Frédéric Couchet est président fondateur de l’APRIL (Association pour la promotion de la recherche et de l’informatique libre). Ardent défenseur des logiciels libres, il revient sur l’épopée Linux.
Que retenez-vous de cette décennie Linux ?
Certes, Linux a dix ans, mais le projet GNU et surtout la volonté de construire un projet libre remonte à 18 ans. Le logiciel libre n’est pas nouveau et ne peut être réduit à Linux, il fonctionne parce qu’il repose sur les principes de la recherche scientifique : publications des résultats et examen par les pairs. Ce que l’on peut retenir de cette décennie, c’est d’abord l’accès du logiciel libre au grand public. Notamment grâce à l’arrivée de distributions de plus en plus simples à installer. Ensuite, il y a eu une prise en compte du phénomène du logiciel libre par les entreprises.
Comment le logiciel libre a-t-il explosé en France ?

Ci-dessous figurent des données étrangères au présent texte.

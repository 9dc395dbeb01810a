//! SSO Connection Entity

use bson::serde_helpers::chrono_datetime_as_bson_datetime;
use chrono::{DateTime, Utc};
use serde::{Deserialize, Serialize};
use utoipa::ToSchema;

use crate::login::directory::OrganizationRole;
use crate::shared::tsid::TsidGenerator;

/// Federation protocol
#[derive(Debug, Clone, Copy, PartialEq, Eq, Serialize, Deserialize, ToSchema)]
#[serde(rename_all = "lowercase")]
pub enum SsoProtocol {
    Saml,
    Oidc,
}

impl SsoProtocol {
    pub fn as_str(&self) -> &'static str {
        match self {
            SsoProtocol::Saml => "saml",
            SsoProtocol::Oidc => "oidc",
        }
    }
}

impl std::fmt::Display for SsoProtocol {
    fn fmt(&self, f: &mut std::fmt::Formatter<'_>) -> std::fmt::Result {
        f.write_str(self.as_str())
    }
}

/// Connection lifecycle. Only `Active` connections accept logins.
#[derive(Debug, Clone, Copy, PartialEq, Eq, Serialize, Deserialize, ToSchema, Default)]
#[serde(rename_all = "lowercase")]
pub enum ConnectionStatus {
    #[default]
    Draft,
    Active,
    Inactive,
}

/// SAML identity provider settings
#[derive(Debug, Clone, PartialEq, Serialize, Deserialize, ToSchema)]
#[serde(rename_all = "camelCase")]
pub struct SamlConfig {
    /// IdP entity ID; must match the assertion Issuer
    #[serde(default)]
    pub entity_id: String,
    /// IdP single sign-on endpoint (redirect binding)
    #[serde(default)]
    pub sso_url: String,
    /// IdP signing certificate (PEM or bare base64)
    #[serde(default)]
    pub certificate: String,
    #[serde(default = "default_true")]
    pub want_assertion_signed: bool,
    #[serde(default, skip_serializing_if = "Option::is_none")]
    pub slo_url: Option<String>,
    #[serde(default)]
    pub sign_authn_requests: bool,
    #[serde(default, skip_serializing_if = "Option::is_none")]
    pub name_id_format: Option<String>,
}

impl Default for SamlConfig {
    fn default() -> Self {
        Self {
            entity_id: String::new(),
            sso_url: String::new(),
            certificate: String::new(),
            want_assertion_signed: true,
            slo_url: None,
            sign_authn_requests: false,
            name_id_format: None,
        }
    }
}

impl SamlConfig {
    /// Fields required before a SAML connection can be created or activated
    pub fn missing_fields(&self) -> Vec<&'static str> {
        let mut missing = Vec::new();
        if self.entity_id.trim().is_empty() {
            missing.push("entity_id");
        }
        if self.sso_url.trim().is_empty() {
            missing.push("sso_url");
        }
        if self.certificate.trim().is_empty() {
            missing.push("certificate");
        }
        missing
    }
}

/// OIDC identity provider settings
#[derive(Debug, Clone, PartialEq, Serialize, Deserialize, ToSchema)]
#[serde(rename_all = "camelCase")]
pub struct OidcConfig {
    #[serde(default)]
    pub issuer: String,
    #[serde(default)]
    pub client_id: String,
    #[serde(default, skip_serializing_if = "Option::is_none")]
    pub client_secret: Option<String>,
    #[serde(default, skip_serializing_if = "Option::is_none")]
    pub auth_url: Option<String>,
    #[serde(default, skip_serializing_if = "Option::is_none")]
    pub token_url: Option<String>,
    /// Key set URL used when discovery is skipped
    #[serde(default, skip_serializing_if = "Option::is_none")]
    pub jwks_uri: Option<String>,
    #[serde(default, skip_serializing_if = "Option::is_none")]
    pub user_info_url: Option<String>,
    #[serde(default = "default_true")]
    pub use_discovery: bool,
    #[serde(default = "default_scopes")]
    pub scopes: Vec<String>,
    #[serde(default = "default_true")]
    pub pkce_enabled: bool,
    #[serde(default = "default_email_claim")]
    pub email_claim: String,
    #[serde(default, skip_serializing_if = "Option::is_none")]
    pub name_claim: Option<String>,
    #[serde(default, skip_serializing_if = "Option::is_none")]
    pub groups_claim: Option<String>,
}

impl Default for OidcConfig {
    fn default() -> Self {
        Self {
            issuer: String::new(),
            client_id: String::new(),
            client_secret: None,
            auth_url: None,
            token_url: None,
            jwks_uri: None,
            user_info_url: None,
            use_discovery: true,
            scopes: default_scopes(),
            pkce_enabled: true,
            email_claim: default_email_claim(),
            name_claim: None,
            groups_claim: None,
        }
    }
}

impl OidcConfig {
    /// Fields required before an OIDC connection can be activated
    pub fn missing_fields(&self) -> Vec<&'static str> {
        let mut missing = Vec::new();
        if self.issuer.trim().is_empty() {
            missing.push("issuer");
        }
        if self.client_id.trim().is_empty() {
            missing.push("client_id");
        }
        missing
    }

    /// Discovery is needed when requested or when either static endpoint is absent.
    pub fn needs_discovery(&self) -> bool {
        self.use_discovery || is_blank(&self.auth_url) || is_blank(&self.token_url)
    }

    /// Space-separated scope string, falling back to the defaults when none are set.
    pub fn scope_param(&self) -> String {
        if self.scopes.is_empty() {
            default_scopes().join(" ")
        } else {
            self.scopes.join(" ")
        }
    }

    pub fn email_claim(&self) -> &str {
        let claim = self.email_claim.trim();
        if claim.is_empty() {
            "email"
        } else {
            claim
        }
    }
}

/// Protocol-specific configuration. Exactly one variant per connection.
#[derive(Debug, Clone, PartialEq, Serialize, Deserialize, ToSchema)]
#[serde(tag = "protocol", rename_all = "lowercase")]
pub enum ProtocolConfig {
    Saml(SamlConfig),
    Oidc(OidcConfig),
}

impl ProtocolConfig {
    pub fn protocol(&self) -> SsoProtocol {
        match self {
            ProtocolConfig::Saml(_) => SsoProtocol::Saml,
            ProtocolConfig::Oidc(_) => SsoProtocol::Oidc,
        }
    }

    pub fn missing_activation_fields(&self) -> Vec<&'static str> {
        match self {
            ProtocolConfig::Saml(cfg) => cfg.missing_fields(),
            ProtocolConfig::Oidc(cfg) => cfg.missing_fields(),
        }
    }
}

/// SSO connection for one organization and one email domain
#[derive(Debug, Clone, Serialize, Deserialize)]
#[serde(rename_all = "camelCase")]
pub struct SsoConnection {
    /// TSID, also the MongoDB _id
    #[serde(rename = "_id")]
    pub id: String,

    pub uuid: String,

    pub organization_id: String,

    pub name: String,

    /// Normalized email domain, unique across all organizations
    pub domain: String,

    pub status: ConnectionStatus,

    pub protocol_config: ProtocolConfig,

    #[serde(default)]
    pub default_role: OrganizationRole,

    #[serde(default)]
    pub auto_provision: bool,

    #[serde(default)]
    pub jit_provisioning: bool,

    /// Our SAML entity ID: `{base}/sso/metadata/{id}`
    pub sp_entity_id: String,

    /// Our assertion consumer endpoint: `{base}/sso/saml/acs`
    pub sp_acs_url: String,

    /// Pre-rendered metadata document, served verbatim when present
    #[serde(default, skip_serializing_if = "Option::is_none")]
    pub sp_metadata: Option<String>,

    #[serde(with = "chrono_datetime_as_bson_datetime")]
    pub created_at: DateTime<Utc>,

    #[serde(with = "chrono_datetime_as_bson_datetime")]
    pub updated_at: DateTime<Utc>,
}

impl SsoConnection {
    /// Build a draft connection. SP identifiers derive from `base_url` and the new id
    /// and never change afterwards.
    pub fn new(
        organization_id: impl Into<String>,
        name: impl Into<String>,
        domain: &str,
        protocol_config: ProtocolConfig,
        base_url: &str,
    ) -> Self {
        let id = TsidGenerator::generate();
        let base = base_url.trim_end_matches('/');
        let now = Utc::now();

        Self {
            sp_entity_id: format!("{}/sso/metadata/{}", base, id),
            sp_acs_url: format!("{}/sso/saml/acs", base),
            id,
            uuid: uuid::Uuid::new_v4().to_string(),
            organization_id: organization_id.into(),
            name: name.into(),
            domain: normalize_domain(domain),
            status: ConnectionStatus::Draft,
            protocol_config,
            default_role: OrganizationRole::Member,
            auto_provision: false,
            jit_provisioning: false,
            sp_metadata: None,
            created_at: now,
            updated_at: now,
        }
    }

    pub fn protocol(&self) -> SsoProtocol {
        self.protocol_config.protocol()
    }

    pub fn is_active(&self) -> bool {
        self.status == ConnectionStatus::Active
    }

    pub fn saml_config(&self) -> Option<&SamlConfig> {
        match &self.protocol_config {
            ProtocolConfig::Saml(cfg) => Some(cfg),
            ProtocolConfig::Oidc(_) => None,
        }
    }

    pub fn oidc_config(&self) -> Option<&OidcConfig> {
        match &self.protocol_config {
            ProtocolConfig::Oidc(cfg) => Some(cfg),
            ProtocolConfig::Saml(_) => None,
        }
    }

    /// The part after the last `@` must equal the connection domain.
    pub fn accepts_email(&self, email: &str) -> bool {
        email_domain(email).is_some_and(|d| d == self.domain)
    }

    pub fn touch(&mut self) {
        self.updated_at = Utc::now();
    }
}

/// Lowercase and trim an email domain; a leading `@` is dropped.
pub fn normalize_domain(domain: &str) -> String {
    domain.trim().trim_start_matches('@').trim().to_lowercase()
}

/// Lowercased domain part of an email address, if it has one.
pub fn email_domain(email: &str) -> Option<String> {
    let (local, domain) = email.trim().rsplit_once('@')?;
    if local.is_empty() || domain.is_empty() {
        return None;
    }
    Some(domain.to_lowercase())
}

fn is_blank(value: &Option<String>) -> bool {
    value.as_deref().map_or(true, |v| v.trim().is_empty())
}

fn default_true() -> bool {
    true
}

fn default_scopes() -> Vec<String> {
    vec!["openid".to_string(), "email".to_string(), "profile".to_string()]
}

fn default_email_claim() -> String {
    "email".to_string()
}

Il a principalement explosé par l’action de quelques bénévoles. Par exemple, les initiatives de René Cougnec, qui mettait sa machine renux en accès RTC, avec de nombreux logiciels libres accessibles, permettant ainsi à des gens non connectés à Internet d’installer et d’utiliser du logiciel libre. ...videmment, la démocratisation du réseau Internet a favorisé la diffusion des logiciels libres parce qu’ils ont servi à constituer l’architecture technique d’Internet. Démontrant ainsi leur puissance. L’Internet a également permis à un nombre croissant de personnes de prendre connaissance du libre et d’accéder à des sites de téléchargement. Les actions des LUGs (Libre software Users Groups) ont été importantes, notamment celles qui consistaient à monter des install party. Des installations de logiciels libres pour les particuliers ou des démonstrations publiques. Le travail des associations nationales (APRIL depuis 1996, AFUL depuis 1998) a été également fondamental, à la fois dans leur rôle de démocratisation auprès du grand public, mais également de sensibilisation auprès des décideurs et des médias...Selon moi, l’un des grands moments dans cette explosion du libre en France reste la manifestation "Semaine du Libre" (du 3 au 11 octobre 1998). Il y avait notamment eu une démonstration de logiciels libres, à la Villette, par une classe de collège. Et une monstrueuse install party le week-end.
Quel avenir pour Linux ?
C’est difficile à dire. Le libre est une révolution à mon sens irréversible, mais seul l’avenir le dira. GNU/Linux deviendra sans doute l’OS (operating system, système d’exploitation) de référence, présent sur de multitudes de plates-formes. Mais l’important est qu’il existe du libre dans TOUS les domaines, et notamment le domaine des applications.